In my years of work as both a police officer and now a biblical counselor, I have found that one common thread running through most, if not all interactions with people seeking help is their desire for hope. Whatever circumstance they face, they seek the assurance that things can change for the better.

It has been my observation over time that this search for hope is usually buttressed by the expectation that I, as either a first responder or counselor, would be trustworthy to either dispense hope or ensure them of a basis for it.

Hope, as it turns out, has much to do with why those in crisis or trauma call the police or seek wise counsel (Proverbs 15:22). My ability to build involvement with, and earn the confidence and trust of the counselee is largely dependent on my skill in communicating hope.

As I reflect on the array of counseling cases that I have attended within the past few months and take into consideration the various trials faced by my counselees who themselves are as diverse as the troubles they face, I am reminded of the centrality and unifying role that hope plays in counseling biblically.

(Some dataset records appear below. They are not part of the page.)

//! Interactive command session.
//!
//! Mirrors the headless loop's duties (reconcile, surface unexpected stops)
//! while letting the operator issue lifecycle commands line by line. The
//! session reads from any `BufRead` so tests can script it.

use std::io::{BufRead, Write};

use tracing::debug;
use vigil_supervisor::Supervisor;

use crate::CliError;

const SESSION_TARGET: &str = "vigil_cli::session";

const USAGE: &str = "\
commands:
  status [name]   show module states
  start <name>    start a module
  stop <name>     stop a module
  toggle <name>   start or stop depending on liveness
  log <name>      print the module's captured output
  help            show this help
  q               quit and stop all modules
";

/// Runs the interactive session until quit or end of input.
///
/// # Errors
///
/// Returns [`CliError`] when writing to the output stream fails. Command
/// failures (unknown module, spawn errors) are reported inline and do not
/// end the session.
pub(crate) fn run(
    supervisor: &Supervisor,
    input: impl BufRead,
    out: &mut dyn Write,
) -> Result<(), CliError> {
    writeln!(out, "vigil interactive session; type 'help' for commands")?;
    let mut lines = input.lines();
    loop {
        supervisor.reconcile();
        announce_stops(supervisor, out)?;
        write!(out, "> ")?;
        out.flush()?;

        let Some(line) = lines.next() else {
            break;
        };
        let line = line?;
        let mut words = line.split_whitespace();
        let Some(command) = words.next() else {
            continue;
        };
        let argument = words.next();

        match (command, argument) {
            ("q" | "quit" | "exit", _) => break,
            ("help", _) => out.write_all(USAGE.as_bytes())?,
            ("status", name) => report(supervisor.print_status(out, name), out)?,
            ("start", Some(name)) => report(supervisor.start(name), out)?,
            ("stop", Some(name)) => report(supervisor.stop(name), out)?,
            ("toggle", Some(name)) => report(supervisor.toggle(name), out)?,
            ("log", Some(name)) => match supervisor.read_log(name) {
                Ok(content) => out.write_all(content.as_bytes())?,
                Err(error) => writeln!(out, "error: {error}")?,
            },
            _ => {
                debug!(target: SESSION_TARGET, %line, "unrecognised command");
                writeln!(out, "unrecognised command: {line}")?;
                out.write_all(USAGE.as_bytes())?;
            }
        }
    }
    Ok(())
}

fn report(
    result: Result<(), vigil_supervisor::SupervisorError>,
    out: &mut dyn Write,
) -> Result<(), CliError> {
    if let Err(error) = result {
        writeln!(out, "error: {error}")?;
    }
    Ok(())
}

fn announce_stops(supervisor: &Supervisor, out: &mut dyn Write) -> Result<(), CliError> {
    for module in supervisor.unexpected_stops() {
        let status = module.status();
        match status.last_exit_code {
            Some(code) => writeln!(
                out,
                "module {} stopped unexpectedly (exit code {code})",
                module.name()
            )?,
            None => writeln!(out, "module {} stopped unexpectedly", module.name())?,
        }
    }
    Ok(())
}

#[cfg(test)]
mod tests {
    use super::*;
    use std::io::Cursor;
    use std::time::Duration;

    use tempfile::TempDir;
    use vigil_supervisor::{ModuleCatalog, SupervisorOptions};

    fn empty_supervisor(logs: &TempDir) -> Supervisor {
        let catalog = ModuleCatalog::from_candidates(Vec::new(), Vec::new());
        let options = SupervisorOptions::new(logs.path()).grace(Duration::from_millis(50));
        Supervisor::new(catalog, options)
    }

    fn run_script(script: &str) -> String {
        let logs = TempDir::new().expect("log dir");
        let supervisor = empty_supervisor(&logs);
        let mut out = Vec::new();
        run(&supervisor, Cursor::new(script.to_owned()), &mut out).expect("session runs");
        String::from_utf8(out).expect("utf8 output")
    }

    #[test]
    fn quit_ends_the_session() {
        let rendered = run_script("q\n");
        assert!(rendered.contains("interactive session"));
    }

    #[test]
    fn end_of_input_ends_the_session() {
        let rendered = run_script("");
        assert!(rendered.ends_with("> "));
    }

    #[test]
    fn status_renders_the_table_header() {
        let rendered = run_script("status\nq\n");
        assert!(rendered.contains("MODULE"));
    }

    #[test]
    fn unknown_module_is_reported_inline() {
        let rendered = run_script("start vigil-bogus\nq\n");
        assert!(rendered.contains("error:"));
        assert!(rendered.contains("vigil-bogus"));
    }

    #[test]
    fn unrecognised_command_prints_usage() {
        let rendered = run_script("frobnicate\nq\n");
        assert!(rendered.contains("unrecognised command"));
        assert!(rendered.contains("commands:"));
    }

    #[test]
    fn blank_lines_are_ignored() {
        let rendered = run_script("\n\nq\n");
        assert!(!rendered.contains("unrecognised"));
    }
}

Whatever else the counselor seeks to accomplish in the life of their counselee, the responsibility to impart Christ-centered hope in each and every session is of first importance (1 Thessalonians 5:14).

Above All, Give Hope

This matter of hope is no tertiary thing (1 Thessalonians 4:13).

Counselees who face a trial of any kind hope for the very best outcome and resolution. We are not surprised then to observe people of all beliefs and faith systems expressing, in some way, a longing for hope that the pain and trials of life have an answer.

In any counseling scenario, the absence of hope, that is, the judgment that all is lost will be detrimental to the prospects of success in counseling, however, faint they may appear to be (Proverbs 13:12).

Dr. Wayne Mack writes that “biblical change cannot take place without hope.” He goes on to say that hope that is unbiblical, of the type offered in non-Christian settings, such as secular counseling and psychotherapy offices, “will inevitably crumble.”

Mack’s counsel can be difficult, but necessary, to convey when people believe themselves to be the recipients of hope that the biblical counselor knows is rooted in the emptiness of humanist philosophy, rather than the fullness of biblical wisdom. Discerning how and when to share those concerns is critical to providing a gospel-centered hope (Proverbs 1:7; Proverbs 27:6). It should be done with care, concern, and respect (Ephesians 4:15).

Mack’s words are worth careful consideration, nonetheless. They serve to remind us that not all hope is created equal (Matthew 7:24-27). For this reason, he calls upon those involved in biblical counseling to discriminate between true, biblical hope and that which is false.

The Substance of Hope

The substance of hope in biblical counseling, regardless of the facts and circumstances of a given case (i.e. marital infidelity, physical sickness, addiction, depression/anxiety, etc.), is the timeless, matchless, eternal word of God (Hebrews 4:12; 2 Timothy 3:16-17).

Even as we celebrate science and medical technology making advances in the treatment of true diseases of the brain, the biblical counselor is persuaded of Scripture’s centrality to the offering of hope in the practice of soul care (Psalms 119:105).

Dr. Robert Jones writes that what makes biblical counseling biblical is the counselor’s vision for God’s redemptive work in Jesus Christ. He writes that “The Bible does not merely inform our counseling as if it were simply one source of truth among several…the Bible drives our counseling.”

Indeed, as the many theories of secular psychology are constantly refined, and new, even competing theories are developed, Christ and His Word remain the same (Hebrews 13:8; Isaiah 40:8).

How Then Shall We Counsel

In an era of exploding medical advances, it is improbable that anyone counselor would display omniscience in the latest discoveries and understanding of how to apply all available scientific data on every possible counseling topic (particularly those not trained in the practice of medicine).

This begs the question, then, about how the clinically-informed biblical counselor ought to approach his or her work. Are we striving toward becoming dispensers of clinical data or conduits of gospel-driven, Christ-centered hope?

Dr. Heath Lambert writes that today’s biblical counselor leaves the practice of medicine to those who know how to provide it while recognizing that spiritual problems do not have physical remedies.

The counselor’s task then, through training and education, is to become adept at discerning the difference between the physical and the spiritual, and being nuanced enough to recognize when the two may be colliding as they formulate potential counseling remedies.

When counselees see that their counselor is interested in the wellness of their whole person and is not only concerned with identifying sin and memorizing Bible verses, as some outside of biblical counseling have suggested, hope is extended and confidence is instilled.

Hope-giving counselors who are committed to biblical change lead hopeful counselees.